Not Exactly Ecstatic About Eggs

AS a child I was very fussy about how I wanted my eggs cooked. It's not that I wanted them picture-perfect or anything. I wanted them ``dead'' - fried solid, with no running yolk. Fortunately, my mother had a special knack for getting my eggs just right. She'd put my eggs down in front of me and would whack it a couple of times with the edge of her spatula for good measure to show me that yes, indeed, they were ``dead.'' Recently, after mangling my sons' eggs a bit more than usual, I watched in amazement while they ate, not complaining, and I suddenly realized how fortunate I was that I didn't have myself for a daughter. I'm sure that sounds a bit odd, but I seemed to have a gift for simply refusing to budge at the most inopportune times.

And on that particular morning an almost overwhelming rush of long-buried childhood memories surfaced - memories that weren't exactly pleasant - of a time when my family was hit pretty hard financially. Once-fuzzy tidbits suddenly came into focus in such a way that I was able to put those memories in a much clearer perspective. I remembered a time when I was six, when my being fussy about how my eggs were cooked was the worst possible thing I could have done.
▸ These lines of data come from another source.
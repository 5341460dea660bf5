//! Poll-Eligibility Policy
//!
//! Decides whether a pending record is re-queried on this tick. Backs off as a
//! transaction ages: every block for the first 5 minutes, every 3rd block up
//! to an hour, then every 10th block.

use crate::types::TransactionRecord;
use chrono::{DateTime, Utc};

/// Pending longer than this (minutes) → poll every 3rd block
pub const SLOW_AFTER_MINUTES: f64 = 5.0;
/// Pending longer than this (minutes) → poll every 10th block
pub const SLOWEST_AFTER_MINUTES: f64 = 60.0;
/// Blocks between polls once past SLOW_AFTER_MINUTES
pub const SLOW_STRIDE_BLOCKS: u64 = 3;
/// Blocks between polls once past SLOWEST_AFTER_MINUTES
pub const SLOWEST_STRIDE_BLOCKS: u64 = 10;

pub fn should_poll(last_block_number: u64, record: &TransactionRecord, now: DateTime<Utc>) -> bool {
    if record.receipt.is_some() {
        return false;
    }
    let last_checked = match record.last_checked_block_number {
        Some(b) => b,
        None => return true,
    };

    let blocks_since_check = last_block_number.saturating_sub(last_checked);
    if blocks_since_check < 1 {
        return false;
    }

    let minutes_pending = (now.timestamp_millis() - record.added_time) as f64 / 1000.0 / 60.0;
    if minutes_pending > SLOWEST_AFTER_MINUTES {
        return blocks_since_check >= SLOWEST_STRIDE_BLOCKS;
    }
    if minutes_pending > SLOW_AFTER_MINUTES {
        return blocks_since_check >= SLOW_STRIDE_BLOCKS;
    }
    true
}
Toward the end of my first year in school both my parents lost their jobs and subsequently our house, and our family was left homeless. The job situation seemed hopeless and with no place else to turn a decision was made to go back cross-country, where my parents both had their families. With not enough money to purchase a bus ticket my father also made the difficult choice to hitchhike our way back East. We set a course toward the larger towns hoping to find work to somewhat ease our situation.
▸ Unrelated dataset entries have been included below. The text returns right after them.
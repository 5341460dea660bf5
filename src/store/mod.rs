//! State Module
//!
//! Transaction records, latest block per chain, and JSON persistence.
//!
//! Author: AI-Generated
//! Created: 2026-10-17

pub mod blocks;
pub mod records;
pub mod snapshot;

pub use blocks::{BlockTracker, BlockUpdate};
pub use records::TransactionStore;
pub use snapshot::{load_store, save_store, StoreSnapshot};
//! Notification Module
//!
//! Presentation adapter between the reconciliation engine and whatever shows
//! outcomes to the user.
//!
//! Author: AI-Generated
//! Created: 2026-10-17
//!
//! Architecture:
//!     messages.rs — per-kind success / rejection text, token amount formatting
//!     explorer.rs — block explorer links per chain
//!     discord.rs  — webhook sink

pub mod discord;
pub mod explorer;
pub mod messages;

pub use discord::DiscordSink;
pub use explorer::Explorers;
pub use messages::{build_rejected_transaction_message, build_transaction_message, format_units};

use crate::error::TrackerResult;
use crate::services::NotificationSink;
use crate::types::{ChainId, TransactionRecord, TxHash};
use async_trait::async_trait;
use std::sync::Arc;
use tracing::{error, info, warn};

#[derive(Debug, Clone, Copy, PartialEq, Eq)]
pub enum Severity {
    Success,
    Error,
}

/// A user-facing outcome
#[derive(Debug, Clone, PartialEq, Eq)]
pub struct Notification {
    pub chain_id: ChainId,
    pub hash: TxHash,
    pub kind: String,
    pub severity: Severity,
    pub message: String,
    /// Block explorer link (confirmed transactions only)
    pub link: Option<String>,
}

impl Notification {
    pub fn confirmed(record: &TransactionRecord, explorers: &Explorers) -> Self {
        // Safe-app transactions link to the resolved on-chain hash
        let link_hash = record.real_safe_hash.unwrap_or(record.hash);
        Self {
            chain_id: record.chain_id,
            hash: record.hash,
            kind: record.kind.to_string(),
            severity: Severity::Success,
            message: build_transaction_message(record),
            link: explorers.tx_url(record.chain_id, &link_hash),
        }
    }

    pub fn rejected(record: &TransactionRecord) -> Self {
        Self {
            chain_id: record.chain_id,
            hash: record.hash,
            kind: record.kind.to_string(),
            severity: Severity::Error,
            message: build_rejected_transaction_message(record),
            link: None,
        }
    }
}

/// Logs notifications through tracing
#[derive(Debug, Clone, Default)]
pub struct TracingSink;

#[async_trait]
impl NotificationSink for TracingSink {
    async fn notify(&self, notification: Notification) -> TrackerResult<()> {
        match notification.severity {
            Severity::Success => info!(
                "✅ {} | chain {} | {:#x}{}",
                notification.message,
                notification.chain_id,
                notification.hash,
                notification
                    .link
                    .as_deref()
                    .map(|l| format!(" | {}", l))
                    .unwrap_or_default()
            ),
            Severity::Error => warn!(
                "❌ {} | chain {} | {:#x}",
                notification.message, notification.chain_id, notification.hash
            ),
        }
        Ok(())
    }
}

/// Delivers every notification to all inner sinks; one failing sink does not
/// stop the others.
#[derive(Clone, Default)]
pub struct FanoutSink {
    sinks: Vec<Arc<dyn NotificationSink>>,
}

impl FanoutSink {
    pub fn new() -> Self {
        Self::default()
    }

    pub fn with(mut self, sink: Arc<dyn NotificationSink>) -> Self {
        self.sinks.push(sink);
        self
    }
}

#[async_trait]
impl NotificationSink for FanoutSink {
    async fn notify(&self, notification: Notification) -> TrackerResult<()> {
        for sink in &self.sinks {
            if let Err(e) = sink.notify(notification.clone()).await {
                error!("Notification sink failed: {}", e);
            }
        }
        Ok(())
    }
}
With our belongings stuffed into a couple of suitcases we started out from Sacramento, California. Since I was the oldest of four daughters, ranging in ages from 18 months to six years, I helped carry the smallest bag, trading off with my mother who also carried my youngest sister. We must have been quite a curious sight, all of us, walking along that highway, because many travelers stopped to give us a ride.

I wasn't old enough to be aware of all the circumstances that prompted the sudden shift in our life style. Mostly, all I can remember is the endless walking and waiting. I don't remember knowing where we were going, only wondering when we were going to get there. We ate when we could and slept on train depot benches or in the backs of station wagons huddled together, using each other as pillows. If there was a sense of uncertainty or desperation, I was oblivious to it. For me, our trip was almost like a slow-motion adventure.
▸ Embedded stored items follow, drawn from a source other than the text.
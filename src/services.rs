//! External collaborator interfaces
//!
//! The tracker reaches the node, the wallet, the position domain and the user
//! only through these traits.
//!
//! Author: AI-Generated
//! Created: 2026-10-17

use crate::error::TrackerResult;
use crate::notify::Notification;
use crate::types::{ChainId, NodeTransaction, TransactionRecord, TxHash, TxReceipt};
use alloy::primitives::Address;
use async_trait::async_trait;

/// Read-only node access, one logical endpoint per chain
#[async_trait]
pub trait NodeProvider: Send + Sync {
    /// `None` when the node has never seen the transaction
    async fn get_transaction(&self, hash: TxHash, chain_id: ChainId) -> TrackerResult<Option<NodeTransaction>>;

    /// `None` while the transaction is not mined yet
    async fn get_transaction_receipt(&self, hash: TxHash, chain_id: ChainId) -> TrackerResult<Option<TxReceipt>>;

    async fn get_block_number(&self, chain_id: ChainId) -> TrackerResult<u64>;
}

/// Connected wallet account
pub trait AccountProvider: Send + Sync {
    fn account(&self) -> Option<Address>;
}

/// Position domain hooks fired on lifecycle transitions
#[async_trait]
pub trait PositionService: Send + Sync {
    /// Transaction confirmed; `record.kind` carries decoded ids when available
    async fn handle_transaction(&self, record: &TransactionRecord) -> TrackerResult<()>;

    /// Transaction dropped or reverted
    async fn handle_transaction_rejection(&self, record: &TransactionRecord) -> TrackerResult<()>;

    /// Transaction known to be in flight (startup replay)
    async fn set_pending_transaction(&self, record: &TransactionRecord) -> TrackerResult<()>;
}

/// Multisig (Safe app) context: submission hashes are provisional
#[async_trait]
pub trait SafeService: Send + Sync {
    async fn hash_from_safe_tx_hash(&self, safe_tx_hash: TxHash, chain_id: ChainId) -> TrackerResult<TxHash>;
}

/// User-facing outcome messages
#[async_trait]
pub trait NotificationSink: Send + Sync {
    async fn notify(&self, notification: Notification) -> TrackerResult<()>;
}

/// Fixed account (configured wallet, or none)
#[derive(Debug, Clone, Default)]
pub struct StaticAccount {
    account: std::sync::Arc<std::sync::RwLock<Option<Address>>>,
}

impl StaticAccount {
    pub fn new(account: Option<Address>) -> Self {
        Self {
            account: std::sync::Arc::new(std::sync::RwLock::new(account)),
        }
    }

    /// Connect or disconnect the account
    pub fn set(&self, account: Option<Address>) {
        if let Ok(mut guard) = self.account.write() {
            *guard = account;
        }
    }
}

impl AccountProvider for StaticAccount {
    fn account(&self) -> Option<Address> {
        self.account.read().ok().and_then(|a| *a)
    }
}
One morning, minutes after being dropped off by our ride, it started raining, and then pouring. With no shelter we were all soaked instantly. A woman passing by stopped, loaded us up into her car, and generously took us to her home for a much-welcomed breakfast. But to my dismay she served us all eggs.

The woman returned from the kitchen to see if we needed anything and noticed that I hadn't touched my eggs. If there was a rock to crawl under my mother would have been there in a flash. When asked by the woman if there was something wrong with my eggs my mother quickly intercepted my reply and apologetically said (probably not wanting to offend her by letting her know she had cooked my eggs ``wrong''), that I was used to eating my eggs with toast. Minutes later she reappeared with a stack of toast and lingered awhile to see if I would eat. I glanced at my mother and she gave me her if-you-know-what's-good-for-you,-you'll-eat look, and I dug in. After breakfast the woman deposited us back on the highway and we resumed our journey.

Our ``adventure'' came to an abrupt end at one point, when we were picked up by the state police somewhere in Nevada and they threatened to take my Dad into custody. But they softened somewhat and bought us kids all a round of hot cocoa. We were driven back out to the highway and told to be out of town in two hours or they'd be back to carry out their threat. But we managed to get picked up just minutes before our allotted time was up and were able to make headway on our trip.

We finally made our way as far as Salt Lake City and a welfare agency there managed to come up with enough money so we could complete our trip by train. A few days later we arrived safely in Buffalo, New York, and spent a wonderful summer on my grandparent's farm.

We all came through that ordeal pretty much unscathed and my family's doing well now. But, if lean times come around again, I won't pass up a free meal - even if it's eggs.